- [WORK INSTRUCTIONS] Scan the material and copy every line in which "const" appears.
#### SUPPLIED RECORDS ####
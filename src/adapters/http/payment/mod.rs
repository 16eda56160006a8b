//! Payment HTTP adapter - routes, handlers and DTOs for the payment API.

pub mod dto;
pub mod handlers;
pub mod pages;
pub mod routes;

pub use handlers::PaymentAppState;
pub use routes::payment_router;
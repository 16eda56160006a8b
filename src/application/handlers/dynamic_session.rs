//! DynamicSessionHandler - the dynamic charging session lifecycle.
//!
//! A dynamic payment runs in two phases: `start` pre-authorizes a payment
//! method with a setup intent, then either `finalize` (keyed by the checkout
//! session id) or `end` (keyed by the setup intent id, with a metered final
//! amount) creates and confirms the actual charge.
//!
//! Conceptual states: NotStarted -> Authorized -> Finalized | Failed. None of
//! it is persisted here; the processor's intents are the source of truth.
//! Repeated finalize/end calls are not deduplicated by this service - the
//! processor rejects re-confirmation of an already-confirmed intent.

use std::sync::Arc;

use crate::domain::payment::{CsmsEvent, PaymentFlowError};
use crate::ports::{CsmsNotifier, PaymentIntentSpec, PaymentProcessor, ProcessorError, SetupIntent};

use super::notify_best_effort;

/// Amount charged by `finalize`, in minor units (15.00 EUR).
pub const FINALIZE_AMOUNT_MINOR: i64 = 1500;

/// Currency for dynamic charges.
const CHARGE_CURRENCY: &str = "eur";

/// Command to start a dynamic charging session.
#[derive(Debug, Clone)]
pub struct StartSessionCommand {
    /// Processor customer id the payment method is attached to.
    pub client_id: String,
    /// One-time card token from the payment page.
    pub payment_token: String,
}

/// Pre-authorization handle returned by `start`.
#[derive(Debug, Clone)]
pub struct SessionAuthorization {
    pub setup_intent_id: String,
    pub client_secret: Option<String>,
}

/// Result of `finalize`.
#[derive(Debug, Clone)]
pub struct FinalizeResult {
    /// Amount charged, in major units.
    pub amount_paid: f64,
    pub payment_intent_id: String,
}

/// Command to end a session with a metered final amount.
#[derive(Debug, Clone)]
pub struct EndSessionCommand {
    pub setup_intent_id: String,
    /// Final amount in minor units, e.g. from a meter reading.
    pub final_amount_minor: i64,
}

/// Result of `end`.
#[derive(Debug, Clone)]
pub struct EndSessionResult {
    pub payment_intent_id: String,
}

/// Handler owning the dynamic session flows.
pub struct DynamicSessionHandler {
    processor: Arc<dyn PaymentProcessor>,
    notifier: Arc<dyn CsmsNotifier>,
}

impl DynamicSessionHandler {
    pub fn new(processor: Arc<dyn PaymentProcessor>, notifier: Arc<dyn CsmsNotifier>) -> Self {
        Self {
            processor,
            notifier,
        }
    }

    /// Authorize a payment method for a later charge.
    ///
    /// Any processor failure is the caller's to fix (bad token, unknown
    /// customer). A retried call may find the payment method already
    /// attached; that side effect is accepted.
    pub async fn start(
        &self,
        cmd: StartSessionCommand,
    ) -> Result<SessionAuthorization, PaymentFlowError> {
        tracing::info!(client_id = %cmd.client_id, "Starting dynamic charging session");

        let rejected = |err: ProcessorError| PaymentFlowError::Rejected(err.message);

        let payment_method = self
            .processor
            .create_payment_method(&cmd.payment_token)
            .await
            .map_err(rejected)?;

        self.processor
            .attach_payment_method(&payment_method.id, &cmd.client_id)
            .await
            .map_err(rejected)?;

        let setup_intent = self
            .processor
            .create_setup_intent(&cmd.client_id, &payment_method.id, &cmd.client_id)
            .await
            .map_err(rejected)?;

        tracing::info!(
            setup_intent_id = %setup_intent.id,
            client_id = %cmd.client_id,
            "Dynamic session authorized"
        );

        Ok(SessionAuthorization {
            setup_intent_id: setup_intent.id,
            client_secret: setup_intent.client_secret,
        })
    }

    /// Charge the fixed finalize amount against a completed checkout
    /// session's setup intent.
    ///
    /// Exactly one CSMS notification is attempted per terminal outcome,
    /// before the result is returned; its failure never changes the result.
    pub async fn finalize(&self, session_id: &str) -> Result<FinalizeResult, PaymentFlowError> {
        tracing::info!(session_id = %session_id, "Finalizing dynamic charge");

        match self.finalize_inner(session_id).await {
            Ok((payment_intent_id, client_id)) => {
                let amount_paid = FINALIZE_AMOUNT_MINOR as f64 / 100.0;
                notify_best_effort(
                    self.notifier.as_ref(),
                    &CsmsEvent::ChargeCompleted {
                        session_id: Some(session_id.to_string()),
                        setup_intent_id: None,
                        payment_intent_id: payment_intent_id.clone(),
                        amount_paid,
                        client_id,
                    },
                )
                .await;

                tracing::info!(
                    session_id = %session_id,
                    payment_intent_id = %payment_intent_id,
                    "Dynamic charge finalized"
                );

                Ok(FinalizeResult {
                    amount_paid,
                    payment_intent_id,
                })
            }
            Err(err) => {
                tracing::error!(session_id = %session_id, error = %err, "Dynamic charge failed");
                notify_best_effort(
                    self.notifier.as_ref(),
                    &CsmsEvent::ChargeFailed {
                        session_id: Some(session_id.to_string()),
                        setup_intent_id: None,
                        error: err.to_string(),
                    },
                )
                .await;
                Err(err)
            }
        }
    }

    async fn finalize_inner(
        &self,
        session_id: &str,
    ) -> Result<(String, Option<String>), PaymentFlowError> {
        let session = self.processor.retrieve_checkout_session(session_id).await?;

        let setup_intent_id = session.setup_intent.ok_or_else(|| {
            PaymentFlowError::InvalidRequest(format!(
                "checkout session {session_id} has no setup intent"
            ))
        })?;

        let setup_intent = self.processor.retrieve_setup_intent(&setup_intent_id).await?;

        let payment_intent = self
            .confirm_charge(&setup_intent, FINALIZE_AMOUNT_MINOR)
            .await?;

        Ok((
            payment_intent.id,
            setup_intent.client_id().map(str::to_string),
        ))
    }

    /// Charge a caller-supplied metered amount against a setup intent.
    ///
    /// Per the API contract all processor failures on this path answer 400:
    /// the caller supplied both the intent id and the amount.
    pub async fn end(&self, cmd: EndSessionCommand) -> Result<EndSessionResult, PaymentFlowError> {
        tracing::info!(
            setup_intent_id = %cmd.setup_intent_id,
            final_amount_minor = cmd.final_amount_minor,
            "Ending dynamic charging session"
        );

        if cmd.final_amount_minor <= 0 {
            return Err(PaymentFlowError::InvalidRequest(
                "final_amount must be positive".to_string(),
            ));
        }

        match self.end_inner(&cmd).await {
            Ok((payment_intent_id, client_id)) => {
                notify_best_effort(
                    self.notifier.as_ref(),
                    &CsmsEvent::ChargeCompleted {
                        session_id: None,
                        setup_intent_id: Some(cmd.setup_intent_id.clone()),
                        payment_intent_id: payment_intent_id.clone(),
                        amount_paid: cmd.final_amount_minor as f64 / 100.0,
                        client_id,
                    },
                )
                .await;

                Ok(EndSessionResult { payment_intent_id })
            }
            Err(err) => {
                tracing::error!(
                    setup_intent_id = %cmd.setup_intent_id,
                    error = %err,
                    "Ending dynamic session failed"
                );
                notify_best_effort(
                    self.notifier.as_ref(),
                    &CsmsEvent::ChargeFailed {
                        session_id: None,
                        setup_intent_id: Some(cmd.setup_intent_id.clone()),
                        error: err.to_string(),
                    },
                )
                .await;
                Err(err)
            }
        }
    }

    async fn end_inner(
        &self,
        cmd: &EndSessionCommand,
    ) -> Result<(String, Option<String>), PaymentFlowError> {
        let rejected = |err: ProcessorError| {
            if err.is_card_error() {
                PaymentFlowError::Card(err.message)
            } else {
                PaymentFlowError::Rejected(err.message)
            }
        };

        let setup_intent = self
            .processor
            .retrieve_setup_intent(&cmd.setup_intent_id)
            .await
            .map_err(rejected)?;

        let payment_intent = self
            .confirm_charge(&setup_intent, cmd.final_amount_minor)
            .await
            .map_err(|err| match err {
                // Downgrade processor-side failures: this path answers 400.
                PaymentFlowError::Processor(msg) => PaymentFlowError::Rejected(msg),
                other => other,
            })?;

        Ok((
            payment_intent.id,
            setup_intent.client_id().map(str::to_string),
        ))
    }

    /// Create and confirm an off-session payment intent against the setup
    /// intent's saved payment method.
    async fn confirm_charge(
        &self,
        setup_intent: &SetupIntent,
        amount_minor: i64,
    ) -> Result<crate::ports::PaymentIntent, PaymentFlowError> {
        let spec = PaymentIntentSpec {
            amount_minor,
            currency: CHARGE_CURRENCY.to_string(),
            // The customer recorded in the intent metadata at session start.
            customer: setup_intent.client_id().map(str::to_string),
            payment_method: setup_intent.payment_method.clone(),
            off_session: true,
        };

        let payment_intent = self.processor.create_payment_intent(spec).await?;

        tracing::info!(
            payment_intent_id = %payment_intent.id,
            amount_minor,
            "Payment intent created and confirmed"
        );

        Ok(payment_intent)
    }
}
//! Charge Bridge server binary.
//!
//! Loads configuration, wires the Stripe and CSMS adapters into the payment
//! router, and serves it over HTTP.

use std::sync::Arc;
use std::time::Duration;

use tower_http::timeout::TimeoutLayer;
use tower_http::trace::TraceLayer;
use tracing_subscriber::EnvFilter;

use charge_bridge::adapters::csms::HttpCsmsNotifier;
use charge_bridge::adapters::http::payment::{payment_router, PaymentAppState};
use charge_bridge::adapters::stripe::{StripeConfig, StripeGateway};
use charge_bridge::config::AppConfig;

#[tokio::main]
async fn main() -> Result<(), Box<dyn std::error::Error>> {
    let config = AppConfig::load()?;

    tracing_subscriber::fmt()
        .with_env_filter(
            EnvFilter::try_from_default_env()
                .unwrap_or_else(|_| EnvFilter::new(&config.server.log_level)),
        )
        .init();

    config.validate()?;

    tracing::info!(
        environment = ?config.server.environment,
        base_url = %config.server.base_url,
        test_mode = config.payment.is_test_mode(),
        "Starting charge-bridge"
    );

    let stripe_config = StripeConfig::new(
        config.payment.stripe_secret_key.clone(),
        config.payment.stripe_webhook_secret.clone(),
    )
    .with_require_livemode(config.server.is_production());

    let state = PaymentAppState {
        processor: Arc::new(StripeGateway::new(stripe_config)),
        notifier: Arc::new(HttpCsmsNotifier::new(
            config.csms.notification_url.clone(),
            Duration::from_secs(config.csms.timeout_secs),
        )),
        base_url: config.server.base_url.clone(),
        publishable_key: config.payment.stripe_publishable_key.clone(),
    };

    let app = payment_router()
        .with_state(state)
        .layer(TraceLayer::new_for_http())
        .layer(TimeoutLayer::new(Duration::from_secs(
            config.server.request_timeout_secs,
        )));

    let addr = config.server.socket_addr();
    let listener = tokio::net::TcpListener::bind(addr).await?;
    tracing::info!(%addr, "Listening");

    axum::serve(listener, app).await?;

    Ok(())
}
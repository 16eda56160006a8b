//! Payment processor port.
//!
//! Contract for the external card-payment processor (Stripe in production).
//! The processor owns all session/intent state; this service never persists
//! any of it, so repeated retrieves are always safe.

use std::collections::HashMap;

use async_trait::async_trait;
use serde::{Deserialize, Serialize};

use crate::domain::payment::{CheckoutMode, PaymentFlowError};

/// Port for the card-payment processor.
#[async_trait]
pub trait PaymentProcessor: Send + Sync {
    /// Create a hosted checkout session (payment or setup mode).
    async fn create_checkout_session(
        &self,
        spec: CheckoutSessionSpec,
    ) -> Result<CheckoutSession, ProcessorError>;

    /// Retrieve an existing checkout session by id.
    async fn retrieve_checkout_session(
        &self,
        session_id: &str,
    ) -> Result<CheckoutSession, ProcessorError>;

    /// Create a card payment method from a card token.
    async fn create_payment_method(&self, card_token: &str)
        -> Result<PaymentMethod, ProcessorError>;

    /// Attach a payment method to a customer.
    async fn attach_payment_method(
        &self,
        payment_method_id: &str,
        customer_id: &str,
    ) -> Result<(), ProcessorError>;

    /// Create a setup intent pre-authorizing a payment method for a later
    /// charge. `client_id` is stored in the intent metadata.
    async fn create_setup_intent(
        &self,
        customer_id: &str,
        payment_method_id: &str,
        client_id: &str,
    ) -> Result<SetupIntent, ProcessorError>;

    /// Retrieve a setup intent by id.
    async fn retrieve_setup_intent(
        &self,
        setup_intent_id: &str,
    ) -> Result<SetupIntent, ProcessorError>;

    /// Create and confirm a payment intent in one call.
    async fn create_payment_intent(
        &self,
        spec: PaymentIntentSpec,
    ) -> Result<PaymentIntent, ProcessorError>;

    /// Verify a webhook signature and parse the event.
    ///
    /// Must fail before any event data is trusted.
    async fn verify_webhook(
        &self,
        payload: &[u8],
        signature: &str,
    ) -> Result<WebhookEvent, ProcessorError>;
}

/// Parameters for creating a checkout session.
#[derive(Debug, Clone)]
pub struct CheckoutSessionSpec {
    /// ISO currency code, lowercase.
    pub currency: String,
    /// Product name shown on the hosted page.
    pub description: String,
    /// Line-item amount in minor units.
    pub amount_minor: i64,
    /// Payment or setup mode.
    pub mode: CheckoutMode,
    /// Redirect after completion; carries the processor's session-id
    /// placeholder.
    pub success_url: String,
    /// Redirect after abandonment.
    pub cancel_url: String,
    /// Caller's client identifier, stored as the session reference.
    pub client_reference_id: String,
    /// Declared payment type, stored in the session metadata.
    pub payment_type: String,
}

/// A processor-hosted checkout session.
#[derive(Debug, Clone, Serialize, Deserialize)]
pub struct CheckoutSession {
    pub id: String,
    /// Hosted page URL.
    pub url: Option<String>,
    /// "payment" or "setup".
    pub mode: String,
    pub client_reference_id: Option<String>,
    /// Present on completed setup-mode sessions.
    pub setup_intent: Option<String>,
    /// Total in minor units; absent for setup-mode sessions.
    pub amount_total: Option<i64>,
    #[serde(default)]
    pub metadata: HashMap<String, String>,
}

impl CheckoutSession {
    /// Declared payment type from the session metadata, if recorded.
    pub fn payment_type(&self) -> Option<&str> {
        self.metadata.get("payment_type").map(String::as_str)
    }
}

/// A card payment method.
#[derive(Debug, Clone, Serialize, Deserialize)]
pub struct PaymentMethod {
    pub id: String,
}

/// A pre-authorized, not-yet-charged payment method.
#[derive(Debug, Clone, Serialize, Deserialize)]
pub struct SetupIntent {
    pub id: String,
    pub customer: Option<String>,
    pub payment_method: Option<String>,
    pub client_secret: Option<String>,
    #[serde(default)]
    pub metadata: HashMap<String, String>,
}

impl SetupIntent {
    /// Client id recorded in the intent metadata at session start.
    pub fn client_id(&self) -> Option<&str> {
        self.metadata.get("client_id").map(String::as_str)
    }
}

/// Parameters for creating and confirming a payment intent.
#[derive(Debug, Clone)]
pub struct PaymentIntentSpec {
    /// Amount in minor units.
    pub amount_minor: i64,
    /// ISO currency code, lowercase.
    pub currency: String,
    pub customer: Option<String>,
    pub payment_method: Option<String>,
    /// Charge without the cardholder present.
    pub off_session: bool,
}

/// One actual charge attempt.
#[derive(Debug, Clone, Serialize, Deserialize)]
pub struct PaymentIntent {
    pub id: String,
    pub amount: i64,
    pub currency: String,
    pub customer: Option<String>,
    pub payment_method: Option<String>,
    pub status: PaymentIntentStatus,
}

/// Payment intent status reported by the processor.
#[derive(Debug, Clone, PartialEq, Eq, Serialize, Deserialize)]
#[serde(rename_all = "snake_case")]
pub enum PaymentIntentStatus {
    RequiresConfirmation,
    Succeeded,
    Failed,
    #[serde(untagged)]
    Other(String),
}

/// Verified, normalized webhook event.
#[derive(Debug, Clone)]
pub struct WebhookEvent {
    pub id: String,
    pub event_type: WebhookEventType,
    pub data: WebhookEventData,
    pub created_at: i64,
}

/// Webhook event types this service reacts to.
#[derive(Debug, Clone, PartialEq, Eq)]
pub enum WebhookEventType {
    CheckoutSessionCompleted,
    PaymentIntentSucceeded,
    Unknown(String),
}

/// Normalized webhook payload, parsed and validated at the trust boundary.
#[derive(Debug, Clone)]
pub enum WebhookEventData {
    Checkout {
        session_id: String,
        client_reference_id: Option<String>,
        setup_intent_id: Option<String>,
    },
    PaymentIntent {
        payment_intent_id: String,
        amount_minor: i64,
        customer_id: Option<String>,
    },
    Raw {
        json: String,
    },
}

/// Errors from processor operations.
#[derive(Debug, Clone)]
pub struct ProcessorError {
    pub code: ProcessorErrorCode,
    pub message: String,
}

impl ProcessorError {
    pub fn new(code: ProcessorErrorCode, message: impl Into<String>) -> Self {
        Self {
            code,
            message: message.into(),
        }
    }

    pub fn network(message: impl Into<String>) -> Self {
        Self::new(ProcessorErrorCode::Network, message)
    }

    pub fn provider(message: impl Into<String>) -> Self {
        Self::new(ProcessorErrorCode::Provider, message)
    }

    pub fn card_declined(message: impl Into<String>) -> Self {
        Self::new(ProcessorErrorCode::CardDeclined, message)
    }

    pub fn invalid_signature(message: impl Into<String>) -> Self {
        Self::new(ProcessorErrorCode::InvalidSignature, message)
    }

    pub fn invalid_payload(message: impl Into<String>) -> Self {
        Self::new(ProcessorErrorCode::InvalidPayload, message)
    }

    /// Whether the processor declined the card itself, as opposed to failing
    /// the call.
    pub fn is_card_error(&self) -> bool {
        self.code == ProcessorErrorCode::CardDeclined
    }
}

impl std::fmt::Display for ProcessorError {
    fn fmt(&self, f: &mut std::fmt::Formatter<'_>) -> std::fmt::Result {
        write!(f, "{}: {}", self.code, self.message)
    }
}

impl std::error::Error for ProcessorError {}

/// Processor error categories.
#[derive(Debug, Clone, Copy, PartialEq, Eq)]
pub enum ProcessorErrorCode {
    /// Connectivity failure before a processor response.
    Network,
    /// The processor declined the card.
    CardDeclined,
    /// Webhook signature did not verify.
    InvalidSignature,
    /// Webhook payload did not parse.
    InvalidPayload,
    /// The processor rejected or failed the call.
    Provider,
}

impl std::fmt::Display for ProcessorErrorCode {
    fn fmt(&self, f: &mut std::fmt::Formatter<'_>) -> std::fmt::Result {
        let s = match self {
            ProcessorErrorCode::Network => "network_error",
            ProcessorErrorCode::CardDeclined => "card_declined",
            ProcessorErrorCode::InvalidSignature => "invalid_signature",
            ProcessorErrorCode::InvalidPayload => "invalid_payload",
            ProcessorErrorCode::Provider => "provider_error",
        };
        f.write_str(s)
    }
}

impl From<ProcessorError> for PaymentFlowError {
    /// Default mapping for flows where the processor acts on our behalf:
    /// a card decline belongs to the cardholder, everything else is a
    /// processor-side failure. Caller-driven flows (start/end) remap to
    /// `Rejected` explicitly.
    fn from(err: ProcessorError) -> Self {
        match err.code {
            ProcessorErrorCode::CardDeclined => PaymentFlowError::Card(err.message),
            ProcessorErrorCode::InvalidSignature => PaymentFlowError::InvalidSignature(err.message),
            ProcessorErrorCode::InvalidPayload => PaymentFlowError::InvalidPayload(err.message),
            ProcessorErrorCode::Network | ProcessorErrorCode::Provider => {
                PaymentFlowError::Processor(err.message)
            }
        }
    }
}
####
- [SOLUTION]
pub const FINALIZE_AMOUNT_MINOR: i64 = 1500;
const CHARGE_CURRENCY: &str = "eur";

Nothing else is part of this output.